Cairo, Egypt, Jul 13, 2012 / 02:16 am (CNA).- Coptic Catholic Bishop Kyrillos William has said he is optimistic about the future of Egypt following the country’s presidential election.
“The future will not be worse than what we have had before,” Bishop William, administrator of the Coptic Catholic Patriarchate of Alexandria, told Aid to the Church in Need on July 11.
His comments follow the June election of Mohammed Morsi, a Muslim Brotherhood-backed candidate, as the Egyptian president.
The bishop, who is heading the patriarchate in place of the incapacitated Cardinal Patriarch Antonios Naguib, said he is confident the president will keep the promises he made that he will govern for all Egyptians regardless of their religion.
“In Egypt we all are Egyptian – whether Christian or Muslim – and the President has promised that there will be a Copt and a woman appointed as vice-presidents,” Bishop William said. “Although we still do not know who will be appointed, we trust he will keep his word.”
He said that the position of Christians in Egypt is “better here than in many other countries” but they still have faced prejudice and discrimination. They were barred from senior government positions and treated “like second-class citizens.”
Bishop William said the Catholic Church’s work in the country, particularly in education is widely appreciated in Egypt.
The country has 170 Catholic schools and many non-Catholic leaders send their children there.

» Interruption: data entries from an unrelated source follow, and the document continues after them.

//! Integration tests for set winner derivation, score suggestions and the draft reducer.

mod common;

use common::{code, draft_for_code, draft_with, score, singles_match};
use tennis_results_web::logic::super_tiebreak_applicable;
use tennis_results_web::{
    apply, derive_set_winners, suggest_set_scores, DraftEvent, EngineError, MatchFormat,
    ResultDraft, ScorePair, SetEntry, Side,
};

#[test]
fn straight_sets_are_filled_in() {
    let winners =
        derive_set_winners(MatchFormat::StandardBestOfThree, Side::Home, code("2-0")).unwrap();
    assert_eq!(winners, vec![Some(Side::Home), Some(Side::Home)]);

    let scores =
        suggest_set_scores(&winners, MatchFormat::StandardBestOfThree, code("2-0")).unwrap();
    assert_eq!(scores, vec![Some(score("6-4")), Some(score("6-4"))]);
}

#[test]
fn split_sets_are_left_to_the_operator() {
    let winners = derive_set_winners(MatchFormat::BestOfFive, Side::Home, code("3-2")).unwrap();
    assert_eq!(winners, vec![None::<Side>; 5]);

    let scores = suggest_set_scores(&winners, MatchFormat::BestOfFive, code("3-2")).unwrap();
    assert_eq!(scores, vec![None::<ScorePair>; 5]);
}

#[test]
fn derive_rejects_code_for_the_other_side() {
    assert!(matches!(
        derive_set_winners(MatchFormat::StandardBestOfThree, Side::Home, code("1-2")),
        Err(EngineError::InvalidResultCode(_))
    ));
}

#[test]
fn amateur_split_drops_the_third_set() {
    let winners =
        derive_set_winners(MatchFormat::AmateurSuperTiebreak, Side::Away, code("1-2")).unwrap();
    assert_eq!(winners.len(), 2);

    // a third entry passed in anyway gets no suggestion at all
    let scores = suggest_set_scores(
        &[Some(Side::Away), Some(Side::Home), Some(Side::Away)],
        MatchFormat::AmateurSuperTiebreak,
        code("1-2"),
    )
    .unwrap();
    assert_eq!(scores, vec![Some(score("6-4")), Some(score("6-4"))]);

    let info = singles_match(MatchFormat::AmateurSuperTiebreak);
    let draft = draft_for_code(&info, Side::Away, "1-2");
    assert_eq!(draft.sets.len(), 2);
    assert!(super_tiebreak_applicable(info.format, code("1-2")));
    assert_eq!(draft.super_tiebreak.and_then(|st| st.winner), Some(Side::Away));
}

#[test]
fn changing_the_code_resets_set_edits() {
    let info = singles_match(MatchFormat::BestOfFive);
    let draft = draft_with(
        &info,
        &[
            DraftEvent::SelectWinner { side: Side::Home },
            DraftEvent::SelectResultCode { code: code("3-2") },
            DraftEvent::SetWinner { index: 0, side: Some(Side::Away) },
            DraftEvent::EnterSetScore { index: 0, score: Some(score("7-5")) },
        ],
    );
    assert_eq!(draft.sets[0].winner, Some(Side::Away));

    let draft = apply(&draft, DraftEvent::SelectResultCode { code: code("3-1") }).unwrap();
    assert_eq!(draft.sets.len(), 4);
    assert!(draft.sets.iter().all(|set| set.winner.is_none() && set.score.is_none()));
}

#[test]
fn code_for_the_wrong_side_leaves_the_draft_alone() {
    let info = singles_match(MatchFormat::StandardBestOfThree);
    let draft = draft_for_code(&info, Side::Home, "2-0");
    let err = apply(&draft, DraftEvent::SelectResultCode { code: code("0-2") }).unwrap_err();
    assert_eq!(err, EngineError::InvalidResultCode("0-2".to_string()));
    assert_eq!(draft.result_code, Some(code("2-0")));
}

#[test]
fn code_alone_picks_the_winner() {
    let info = singles_match(MatchFormat::StandardBestOfThree);
    let draft = apply(
        &ResultDraft::new(&info),
        DraftEvent::SelectResultCode { code: code("0-2") },
    )
    .unwrap();
    assert_eq!(draft.winner, Some(Side::Away));
    assert_eq!(draft.sets.len(), 2);
}

#[test]
fn switching_the_winner_mirrors_the_code() {
    let info = singles_match(MatchFormat::AmateurSuperTiebreak);
    let draft = draft_with(
        &info,
        &[
            DraftEvent::SelectWinner { side: Side::Home },
            DraftEvent::SelectResultCode { code: code("2-1") },
            DraftEvent::EnterSuperTiebreak { score: Some(score("10-8")) },
            DraftEvent::SelectWinner { side: Side::Away },
        ],
    );
    assert_eq!(draft.result_code, Some(code("1-2")));
    assert_eq!(draft.sets, vec![SetEntry::default(); 2]);
    let super_tiebreak = draft.super_tiebreak.unwrap();
    assert_eq!(super_tiebreak.winner, Some(Side::Away));
    assert_eq!(super_tiebreak.score, Some(score("10-8")));
}

#[test]
fn assigning_a_set_winner_suggests_a_score() {
    let info = singles_match(MatchFormat::StandardBestOfThree);
    let draft = draft_with(
        &info,
        &[
            DraftEvent::SelectWinner { side: Side::Home },
            DraftEvent::SelectResultCode { code: code("2-1") },
            DraftEvent::SetWinner { index: 1, side: Some(Side::Away) },
        ],
    );
    assert_eq!(draft.sets[1].score, Some(score("6-4")));
    assert_eq!(draft.sets[0].score, None);

    let cleared = apply(&draft, DraftEvent::SetWinner { index: 1, side: None }).unwrap();
    assert_eq!(cleared.sets[1].score, None);

    assert_eq!(
        apply(&draft, DraftEvent::SetWinner { index: 3, side: Some(Side::Home) }),
        Err(EngineError::SetOutOfRange { index: 3, sets: 3 })
    );
}

#[test]
fn super_tiebreak_refused_where_not_played() {
    let info = singles_match(MatchFormat::StandardBestOfThree);
    let draft = draft_for_code(&info, Side::Home, "2-1");
    assert!(matches!(
        apply(&draft, DraftEvent::EnterSuperTiebreak { score: Some(score("10-6")) }),
        Err(EngineError::SuperTiebreakMismatch(_))
    ));
}
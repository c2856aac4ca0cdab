//! Score lines for a persisted result, match winner first.

use crate::logic::tiebreak::loser_points;
use crate::models::{EngineError, PersistedResult};

/// One display string per set in play order, then the super tiebreak if any.
///
/// Regular sets are flipped when the match winner lost them ("6-4" lost set shows as
/// "4-6"). Tiebreak sets render as "7-6(N)" or "6-7(N)" with N the loser's points.
/// Sets with neither score nor tiebreak are skipped.
pub fn score_lines(result: &PersistedResult) -> Result<Vec<String>, EngineError> {
    let match_winner = result.winner_identity()?;
    let mut lines = Vec::with_capacity(result.sets.len() + 1);

    for (index, set) in result.sets.iter().enumerate() {
        let won_by_match_winner = result.set_winner_identity(index)? == match_winner;
        match (set.score, set.tiebreak_score) {
            (_, Some(tiebreak)) => {
                let games = if won_by_match_winner { "7-6" } else { "6-7" };
                lines.push(format!("{}({})", games, loser_points(tiebreak)));
            }
            (Some(score), None) => {
                let oriented = if won_by_match_winner { score } else { score.reversed() };
                lines.push(oriented.to_string());
            }
            (None, None) => {}
        }
    }

    if let Some(score) = result.super_tiebreak.as_ref().and_then(|st| st.score) {
        lines.push(score.to_string());
    }
    Ok(lines)
}

/// All score lines on one line, e.g. "6-4, 3-6, 10-8".
pub fn score_line(result: &PersistedResult) -> Result<String, EngineError> {
    Ok(score_lines(result)?.join(", "))
}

The bishop said this means that when these leaders’ children become leaders themselves “they will be more open in their relations with us Christians and more respectful.”
Christians make up about nine percent of Egypt’s population. There are only 250,000 Catholics in a total population of 83 million, Aid to the Church in Need says.
Other Christian leaders have commented on President Morsi’s election.
In June Bishop Joannes Zakaria of Luxor said Christians hope that the president will honor his promises to represent all Egyptians.
In May Bishop Antonios Mina of Giza voiced concern about Morsi’s backers in the Muslim Brotherhood, saying that the group has a track record of unfulfilled promises of tolerance to non-Islamist groups.
Melkite Greek Catholic Patriarch Gregorios III of Antioch, an Egyptian citizen, has voiced confidence in the president’s ability to maintain Egypt’s role “as pole, pioneer and pilot in the Arab world both inside and outside Egypt.”
In a letter to the new president, Patriarch Gregorios stressed the need for equal citizenship and human rights.
President Morsi is presently facing a political crisis after he attempted to reinstate parliament in defiance of the military, which dissolved it last month in accordance with a court ruling.